Il racconto si snoda in modo gradevole, anche se non è dato di capire se alla radice della vicenda narrata ci sia uno sfondo di realtà. I fatti sono semplici: un gruppo di migranti giunge in una sperduta località sarda, una di quelle non toccate dalla fortuna dei bilionaire e delle calette di sabbia candida o da qualche altro orpello turistico. Un piccolo paese che si sta lentamente spopolando, figli non ne nascono più, le pecore e le coltivazioni locali sembrano ormai in definitivo declino. In questo paese sembrano essere rimaste solo più i vecchi, soprattutto le donne, e poche altre presenze. Nessun giovane. E arriva questa comitiva sbandata di migranti, in gran parte africani, accompagnati da alcuni volontari italiani. Conoscendo un po’ la realtà dei fatti sembra difficile poter collocare in concreto una simile avventura, ma il pretesto per iniziare a presentare le possibili reazioni di persone è plausibile.

La narrazione è quasi totalmente al femminile, sono le donne del paese, ormai tutte anziane, che discutono, parlano, si interrogano su questa ulteriore disgrazia capitata al paese. Un manipolo inutile di umanità precipitata nel posto sbagliato e nel momento meno opportuno.

Le prospettive di inserimento sembrano nulle, le ipotesi di integrazione ancora minori. Ma la presenza stessa di questa realtà obbliga le persone a modificare le proprie abitudini, a chiedersi almeno cosa fare, come reagire, in pratica come difendersi da questo assalto.

Ma poi emerge l’umanità delle persone, di queste donne dai mariti quasi assenti, dai figli lontani. In un modo o nell’altro si deve fare qualcosa, ci si mette d’accordo, si superano rivalità allenate dal tempo. Che sia per il pranzo o per l’ospitalità, qualcosa bisogna fare. Le donne del paese iniziano a cercare almeno piccoli accomodamenti, qualche soluzione per questo gruppo abbandonato quasi a se stesso. Il gruppo dei migranti va a vivere in un casolare semiabbandonato, le istituzioni pubbliche sembrano praticamente inesistenti. Nel testo compare a volte il sindaco, ma è del paese vicino, perché il fulcro della vicenda è talmente ridotto male che il comune è stato accorpato ad un altro. A volte fa la sua presenza un prete, abbastanza sgangherato e in odore di eresia new-age, ma tutto sommato simpatico.

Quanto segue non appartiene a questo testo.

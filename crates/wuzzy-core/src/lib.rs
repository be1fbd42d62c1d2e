// SPDX-FileCopyrightText: 2026 Wuzzy Contributors
// SPDX-License-Identifier: MIT OR Apache-2.0

//! Core library for the Wuzzy analytics pipeline.
//!
//! This crate provides the error types, wire types, and seam traits shared by
//! the storage, transport, session, and queue crates. Everything that talks to
//! the outside world (key-value storage, HTTP, timers, the wall clock) is
//! reached through a trait defined here so it can be swapped in tests.

pub mod error;
pub mod outcome;
pub mod traits;
pub mod types;

// Re-export key items at crate root for ergonomic imports.
pub use error::{AnalyticsError, SessionInitError, StoreError};
pub use outcome::BatchOutcome;
pub use types::{
    ApplicationType, ConsentStatus, ErrorAction, ErrorCode, ErrorEnvelope, RetryState,
    SessionInitResponse, UbiQuery, WalletConsentStatus,
};

pub use traits::{
    AnalyticsTransport, Clock, KeyValueStore, Scheduler, SessionInitRequest, SessionRenewal,
    SystemClock, TimerId,
};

I volontari che accompagnano questi migranti sembrano una accozzaglia variegata di persone con storie al limite dell’improbabile, il docente un po’ frustrato, l’ingegnere con sogni utopici, la studentessa rimasta affascinata dal docente e al quale vorrebbe dichiarare il suo amore, un ancor più fortuito giovane lavoratore che lavorava in un sexy-shop del capoluogo, ma che si rivela alla fine il personaggio più sensato e operativo. Insomma, una band un po’ onirica.

Si delineano i vari profili dei migranti, con le loro storie, la loro umanità, i loro tanti problemi e il modo comunque vitale di affrontare queste tragedi, mentre le comari del paesino si accorgono, pagina dopo pagina, di ricevere da questi sfortunati il dono di saper apprezzare quanto invece loro possiedono già. Sono le cose semplici a fare da traino, dal mangiare condiviso ai vestiti da recuperare. E’ forse un invito dell’autrice a vedere comunque questa congiuntura del tempo come un richiamo a qualcosa di più essenziale e profondo, che potrebbe aiutare anche la nostra Italia a recuperare brandelli di coraggio e di umanità per essere meno superficiale, avvilita e, in fin dei conti, rassegnata.

Lo stile è gradevole, leggero e il romanzo tiene, pur nella sua fragilità. La conclusione, prevedibile, è che questo manipolo di personaggi viene ulteriormente spostato e destinato ad altri luoghi. Ma intanto il loro stimolo alla piccola comunità del paese ha forse innescato un processo di rinascita. Un buon augurio.